Re: May I take part in AbiWord CJKV develope? (fwd)


Subject: Re: May I take part in AbiWord CJKV develope? (fwd)
From: hj (huangj@citiz.net)
Date: Mon Oct 23 2000 - 08:36:12 CDT


----- Original Message -----
发件人: Vlad Harchev <hvv@hippo.ru>
收件人: Belcon <rainfall@yeah.net>
抄送: <abiword-dev@abisource.com>
发送时间: 2000年10月23日 17:15
主题: Re: May I take part in AbiWord CJKV develope? (fwd)

> On Mon, 23 Oct 2000, Belcon wrote:
>
> Hi Belcon,
>
> > Hello Vlad:
> > > > I am glad to hear this.:-).But I still need learn something else.
> > >
> > > Moreover, this (or previous) week someone announced the existance of
patches
> > > for support of chineese in AW! (Seems this is your 1st target).
> > > Here is a location of the patch:
> > > http://www.hj.webprovider.com/develope/index.html
> > > I will forward that message with URL of screenshot to you too.
> >
> > Yes,I already know that place.I think this is a great work.
>
> As I understand it, this patch only supports Big5 and not GB2312, right?

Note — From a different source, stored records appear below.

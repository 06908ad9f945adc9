//! The two sources of a comparison and which of them is the model.

use colsift_schema::{Dialect, TypeResolver};

/// Where a schema description came from.
#[derive(Debug, Clone, Copy, PartialEq, Eq, Hash)]
pub enum ComparisonSide {
    /// Synthesized from ORM mapping metadata.
    Model,
    /// Introspected from a live database catalog.
    Database,
}

/// One side of a comparison.
#[derive(Debug, Clone, PartialEq, Eq)]
pub struct Database {
    /// Display name, used in logs
    pub name: String,
    /// Dialect the source's type tokens are written in
    pub dialect: Dialect,
    /// Whether this source is an ORM model or a live database; reconciliation
    /// only runs when exactly one side is a model
    pub side: ComparisonSide,
}

impl Database {
    /// A model-derived source whose ORM targets `dialect`.
    pub fn model(name: impl Into<String>, dialect: Dialect) -> Self {
        Self {
            name: name.into(),
            dialect,
            side: ComparisonSide::Model,
        }
    }

    /// A database-derived source.
    pub fn live(name: impl Into<String>, dialect: Dialect) -> Self {
        Self {
            name: name.into(),
            dialect,
            side: ComparisonSide::Database,
        }
    }

    pub fn is_model(&self) -> bool {
        self.side == ComparisonSide::Model
    }
}

/// Which position in a comparison holds the model-derived source.
#[derive(Debug, Clone, Copy, PartialEq, Eq, Hash)]
pub enum ModelSide {
    Reference,
    Compared,
}

impl ModelSide {
    /// Returns `None` unless exactly one of the two sources is model-derived.
    pub fn detect(reference: &Database, compared: &Database) -> Option<Self> {
        match (reference.side, compared.side) {
            (ComparisonSide::Model, ComparisonSide::Database) => Some(ModelSide::Reference),
            (ComparisonSide::Database, ComparisonSide::Model) => Some(ModelSide::Compared),
            _ => None,
        }
    }
}

/// Kinds of schema objects a generator may be asked to handle.
#[derive(Debug, Clone, Copy, PartialEq, Eq, Hash)]
pub enum ObjectKind {
    Table,
    Column,
    Index,
    ForeignKey,
}

/// Everything a generator needs to know about the comparison in progress.
#[derive(Clone, Copy)]
pub struct CompareContext<'a> {
    /// The desired state
    pub reference: &'a Database,
    /// The state being brought in line with `reference`
    pub compared: &'a Database,
    pub resolver: &'a dyn TypeResolver,
}

impl<'a> CompareContext<'a> {
    pub fn new(
        reference: &'a Database,
        compared: &'a Database,
        resolver: &'a dyn TypeResolver,
    ) -> Self {
        Self {
            reference,
            compared,
            resolver,
        }
    }

    pub fn model_side(&self) -> Option<ModelSide> {
        ModelSide::detect(self.reference, self.compared)
    }

    /// The dialect of the database-derived side.
    ///
    /// When both or neither side is model-derived this is the compared
    /// side's dialect, since that is the database changes get applied to.
    pub fn database_dialect(&self) -> Dialect {
        match self.model_side() {
            Some(ModelSide::Compared) => self.reference.dialect,
            Some(ModelSide::Reference) | None => self.compared.dialect,
        }
    }
}

impl std::fmt::Debug for CompareContext<'_> {
    fn fmt(&self, f: &mut std::fmt::Formatter<'_>) -> std::fmt::Result {
        f.debug_struct("CompareContext")
            .field("reference", &self.reference)
            .field("compared", &self.compared)
            .finish_non_exhaustive()
    }
}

This patch only supports GB2312. You must modify fonts.hj if you want it
support Big5.

>
> > > > Yes,GTK support CJK.(As you know,some people of China like me are
> > > > trying
> > > > their best to localize AbiWord,and they make progress.AbiWord now
can
> > > > use
> > > > Big5 Truetype Font very well.The only problem about GB2312 is that
> > > > AbiWord
> > > > doesn't show anything on screen if there is a GB2312
haracter.:-( .I
> > > > guess
> > > > that is something wrong with using GTK in a wrong way.)I never tried
> > > > Japanese and Korean,but I found that GTK+-1.2.8 have files named
> > > > "gtkrc.ko"
> > > > and "gtkrc.ja".Since GB2312 and Big5 work well,I guess KSC5601 and
> > > > JISX0208
> > > > work well too.:-)
> > >
> > > Nice to hear that. As I understand, there exist some patches to AW to
make it
> > > partially support CJKV?
> > > As for reason of not showing GB2312 - non-patched AW works this way,
not GTK
> > > :(
> > >
> >
> > A developt of Taiwan CLE group has made a patch support GB2312 and
> > Big5.But
> > there is very big problem just like what I said above.I don't know why
> > AbiWord
> > can't show GB2312(but it can print GB2312 properly) while Big5 is fine
> > after
> > patched.
> > I am working on this problem now.And I think if this problem
> > solved,AbiWord
> > support CJKV is simple IMO.
>
> I think the only location you should look is
> GR_Graphics::remapGlyph in file src/af/gr/xp/gr_Graphics.cpp
> once you successfuly can map Unicode character to some wide character in
> your locale. The result of mapping should be ready for drawing by
> gdk_draw_text_wc()
> in GR_UnixGraphics::drawChar() or GR_UnixGraphics::drawChars
> That's all.
> That's rather easy to achive IMO. The problem can be caused by GTK/GDK -
so
> just look into sources of gdk_draw_text_wc() (they are very easy to
> understand). Chances are that XLib is broken, and that causes your
problem.
> Feel free to ask any questions if they arise while you tweaking this..
> The quick solution could be looking at mozilla sources - it uses gtk on
> unixes.
>
> Once you've solved this, AW will support CJKV nicely.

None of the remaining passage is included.